This invention relates to a system and method of protecting against rollover in a motor vehicle.
Dynamic control systems have been recently introduced in automotive vehicles for measuring the body characteristics of the vehicle and controlling the dynamics of the vehicle based on the measured body characteristics. For example, certain systems measure vehicle characteristics to prevent vehicle rollover and for tilt control (or body roll). Tilt control maintains the vehicle body on a plane or nearly on a plane parallel to the road surface, and rollover control maintains the vehicle wheels on the road surface. Certain systems use a combination of yaw control and tilt control to maintain the vehicle body horizontal while turning. Commercial examples of these systems are known as active rollover prevention (ARP) and rollover stability control (RSC) systems.
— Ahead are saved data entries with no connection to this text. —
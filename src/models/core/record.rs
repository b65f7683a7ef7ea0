//! Record metadata shared by every record-shaped response of the node.
//!
//! A record is a single entry of a chain. The node reports the same set of
//! metadata fields for plain records, interlocks, JSON documents and the like,
//! so those models flatten [`RecordMetadata`] into their own fields.

use chrono::{DateTime, FixedOffset};
use serde::{Deserialize, Deserializer, Serialize, Serializer};
use std::{fmt, str::FromStr};
use thiserror::Error;

/// Classification of a record inside its chain
///
/// Most records are of the type `Data`.
#[derive(Debug, Clone, Copy, Default, PartialEq, Eq, Hash, Deserialize, Serialize)]
pub enum RecordType {
	#[default]
	Data,
	Root,
	Closing,
	EmergencyClosing,
	Corrupted,
}

impl fmt::Display for RecordType {
	fn fmt(&self, f: &mut fmt::Formatter<'_>) -> fmt::Result {
		fmt::Debug::fmt(self, f)
	}
}

/// Error returned when a universal record reference cannot be parsed
#[derive(Debug, Clone, PartialEq, Eq, Error)]
#[error("Invalid record reference '{reference}': {reason}")]
pub struct ParseReferenceError {
	pub reference: String,
	pub reason: &'static str,
}

/// Record universal reference, written as `network:chainId@serial`
#[derive(Debug, Clone, PartialEq, Eq, Hash)]
pub struct UniversalRecordReference {
	pub network: String,
	pub chain_id: String,
	pub serial: u64,
}

impl UniversalRecordReference {
	pub fn new(network: impl Into<String>, chain_id: impl Into<String>, serial: u64) -> Self {
		Self {
			network: network.into(),
			chain_id: chain_id.into(),
			serial,
		}
	}
}

impl FromStr for UniversalRecordReference {
	type Err = ParseReferenceError;

	fn from_str(s: &str) -> Result<Self, Self::Err> {
		let fail = |reason| ParseReferenceError {
			reference: s.to_string(),
			reason,
		};
		let (network_and_chain, serial) = s.rsplit_once('@').ok_or_else(|| fail("missing '@'"))?;
		let (network, chain_id) = network_and_chain
			.split_once(':')
			.ok_or_else(|| fail("missing ':'"))?;
		if network.is_empty() {
			return Err(fail("empty network"));
		}
		if chain_id.is_empty() {
			return Err(fail("empty chain id"));
		}
		let serial = serial.parse::<u64>().map_err(|_| fail("serial is not a number"))?;
		Ok(Self::new(network, chain_id, serial))
	}
}

impl fmt::Display for UniversalRecordReference {
	fn fmt(&self, f: &mut fmt::Formatter<'_>) -> fmt::Result {
		write!(f, "{}:{}@{}", self.network, self.chain_id, self.serial)
	}
}

impl Serialize for UniversalRecordReference {
	fn serialize<S: Serializer>(&self, serializer: S) -> Result<S::Ok, S::Error> {
		serializer.collect_str(self)
	}
}

impl<'de> Deserialize<'de> for UniversalRecordReference {
	fn deserialize<D: Deserializer<'de>>(deserializer: D) -> Result<Self, D::Error> {
		let text = String::deserialize(deserializer)?;
		text.parse().map_err(serde::de::Error::custom)
	}
}

/// Metadata fields carried by every record model
///
/// `chainId`, `network` and `reference` are required; the remaining fields
/// fall back to their defaults when the node omits them.
#[derive(Debug, Clone, PartialEq, Deserialize, Serialize)]
#[serde(rename_all = "camelCase")]
pub struct RecordMetadata {
	/// Application id this record is associated with
	#[serde(default)]
	pub application_id: u64,
	/// Chain id that owns this record
	pub chain_id: String,
	/// Time of record creation
	#[serde(default, skip_serializing_if = "Option::is_none")]
	pub created_at: Option<DateTime<FixedOffset>>,
	/// Network the owning chain lives in
	pub network: String,
	/// The payload's tag id
	#[serde(default)]
	pub payload_tag_id: u64,
	pub reference: UniversalRecordReference,
	/// Zero for the first record of a chain
	#[serde(default)]
	pub serial: u64,
	#[serde(default, rename = "type")]
	pub record_type: RecordType,
	/// Version of the record structure
	#[serde(default)]
	pub version: u16,
}

impl fmt::Display for RecordMetadata {
	fn fmt(&self, f: &mut fmt::Formatter<'_>) -> fmt::Result {
		write!(
			f,
			"Record #{} [{}] {} app #{} tag #{}",
			self.serial, self.reference, self.record_type, self.application_id, self.payload_tag_id
		)?;
		if let Some(created_at) = self.created_at {
			write!(f, " created at {}", created_at.to_rfc3339())?;
		}
		Ok(())
	}
}

/// Record with its raw payload bytes
#[derive(Debug, Clone, PartialEq, Deserialize, Serialize)]
#[serde(rename_all = "camelCase")]
pub struct RecordModel {
	#[serde(flatten)]
	pub metadata: RecordMetadata,
	#[serde(default, with = "base64_bytes")]
	pub payload_bytes: Vec<u8>,
}

impl fmt::Display for RecordModel {
	fn fmt(&self, f: &mut fmt::Formatter<'_>) -> fmt::Result {
		write!(f, "{} with {} payload bytes", self.metadata, self.payload_bytes.len())
	}
}

/// Record with its payload rendered as JSON by the node
#[derive(Debug, Clone, PartialEq, Deserialize, Serialize)]
#[serde(rename_all = "camelCase")]
pub struct RecordModelAsJson {
	#[serde(flatten)]
	pub metadata: RecordMetadata,
	#[serde(default)]
	pub payload: serde_json::Value,
}

impl fmt::Display for RecordModelAsJson {
	fn fmt(&self, f: &mut fmt::Formatter<'_>) -> fmt::Result {
		write!(f, "{} {}", self.metadata, self.payload)
	}
}

/// Body of a request adding a raw record to a chain
#[derive(Debug, Clone, PartialEq, Serialize)]
#[serde(rename_all = "camelCase")]
pub struct NewRecordModel {
	pub application_id: u64,
	pub payload_tag_id: u64,
	#[serde(rename = "type")]
	pub record_type: RecordType,
	#[serde(with = "base64_bytes")]
	pub payload_bytes: Vec<u8>,
}

impl NewRecordModel {
	pub fn new(application_id: u64, payload_tag_id: u64, payload_bytes: Vec<u8>) -> Self {
		Self {
			application_id,
			payload_tag_id,
			record_type: RecordType::Data,
			payload_bytes,
		}
	}
}

/// Serde adapter for byte arrays sent as standard base64 strings
pub(crate) mod base64_bytes {
	use base64::{engine::general_purpose::STANDARD, Engine as _};
	use serde::{Deserialize, Deserializer, Serializer};

	pub fn serialize<S: Serializer>(bytes: &[u8], serializer: S) -> Result<S::Ok, S::Error> {
		serializer.serialize_str(&STANDARD.encode(bytes))
	}

	pub fn deserialize<'de, D: Deserializer<'de>>(deserializer: D) -> Result<Vec<u8>, D::Error> {
		let text = Option::<String>::deserialize(deserializer)?;
		match text {
			Some(text) => STANDARD.decode(text).map_err(serde::de::Error::custom),
			None => Ok(Vec::new()),
		}
	}
}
The spectrum of conditions that may occur during the operation of the vehicle is too large to be practically evaluated during the development and production of the vehicle. As a result, the tuning of the rollover stability control system for the vehicle is typically performed with an extreme roof load to provide sufficient confidence that the system will perform suitably over road conditions that the vehicle will experience when being driven.
However, when the rollover stability control system is tuned in the roof-loaded condition, the gains are higher than those that would result from tuning in the normal-loaded condition. Thus, the system becomes very sensitive to small disturbances.
Moreover, conventional systems consider the longitudinal vehicle dynamics to estimate the mass of the system. Hence, these systems do not provide an indication about the way the mass is distributed with respect to the roll axis (i.e., the roll moment of inertia).